Security is always of the utmost importance and Ergo’s novel features are designed to allow  miners to help support the network while maintaining the highest security standards. The following represents an overview of some of the features that ensure the decentralization and sustainability of the network:

  1. Autolykos: 

It is a GPU mineable, ASIC resistant consensus algorithm. Ergo is mineable with 4GB graphic cards, therefore it is more accessible to the public. As more miners get on board and increase the hashrate, solo mining becomes increasingly difficult. It is always a priority to diversify the number of mining pools to increase decentralization - this is something the Ergo Platform actively promotes. At present, there are over 15 pools that support Ergo mining.

  1. NIPoPoW Mining: 

Since diversifying and increasing mining pools is an important aspect of decentralization, creating blockchain tools to support the decentralization is equally important. Ergo offers Non-Interactive Proofs of Proof of Work (NIPoPoWs) that can be set up as new and novel tools for decentralized mining.   

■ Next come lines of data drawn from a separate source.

//! Errors that can occur while planning, running, or saving a sweep.

use instrumentrs::InstrumentError;
use thiserror::Error;

/// Errors of the wavelength sweeper.
#[derive(Debug, Error)]
pub enum SweepError {
    /// A wavelength range that does not describe any points.
    #[error("Invalid wavelength range {start}..={stop} nm with step {step} nm: {reason}")]
    InvalidRange {
        /// First wavelength in nm.
        start: u32,
        /// Last wavelength in nm.
        stop: u32,
        /// Step in nm.
        step: u32,
        /// What is wrong with the range.
        reason: &'static str,
    },
    /// A sweep setting that cannot be used.
    #[error("Invalid sweep configuration: {0}")]
    InvalidConfig(String),
    /// An error reported by one of the instruments or their interfaces.
    #[error("Instrument error: {0}")]
    Instrument(#[from] InstrumentError),
    /// Writing the table failed.
    #[error("CSV error: {0}")]
    Csv(#[from] csv::Error),
    /// Writing an output file failed.
    #[error("IO error: {0}")]
    Io(#[from] std::io::Error),
    /// Drawing the plot failed.
    #[error("Plot error: {0}")]
    Plot(String),
}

One of the implementations of NIPoPoWs is Logarithmic Space Mining (explained in detail in this article) and its ability to set up miners with light-bootstrapping. This means that miners do not need to download the whole blockchain when light-mining, allowing miners to greatly reduce the mining costs of an ever-growing blockchain in the future.

  1. On-Chain Mining:

This was an idea from ErgoHack I that turned into a project during ErgoHack II. On-chain mining offers interaction with a smart contract, thereby allowing for a more transparent and verifiable process when mining on a pool. In regular mining pools, solo miners connect to centralized servers and mine as a pool. Within this structure, it is impossible to verify whether miners are getting their rightful shares. With on-chain mining, miners can verify that what they are getting is what they’ve been promised - it aims to remove the barriers between individual miners and the mining pools.

  1. AMM Bots

ErgoDEX’s off-chain model led to some debates over the decentralization of the application. As Armeanio explained here, distributed off-chain bots will solve the problem of centralized nodes for the ErgoDEX. When people have incentives (such as DEX execution fees) to run the AMM bots, an increased number of users running the back-end of ErgoDEX is expected. A similar design can be applied to other DeFi applications on Ergo. 

  1. ErgoMixer:

ErgoMixer is the first non-interactive, non-custodial mixer on the blockchain. It is a useful component for those who want to keep their transactions private. Ergo’s native Sigma Protocols also provide a variety of other privacy schemes. For example, when stealth addresses are implemented within smart contracts, privacy can be a choice when interacting with the blockchain. 

  1. Storage Rent:

This component is explained in Cryptocurrency Fees: A Solution to Unreasonable State Growth. In short, it is useful to eliminate the issue of lost coins and unused smart contracts that consume space on the blockchain. The storage rent component is included in the genesis block to sustain the mining protocol in the future when block rewards start decreasing. Employing this component, unused addresses will pay a storage fee of around 0.13 ERG per UTXO box every four years. This feature allows for the reintegration of ERG into circulation while decreasing network bloat from unused data bytes. Through this process, miners will be able to mine both transaction fees and storage fees when block rewards from the emission drop to zero.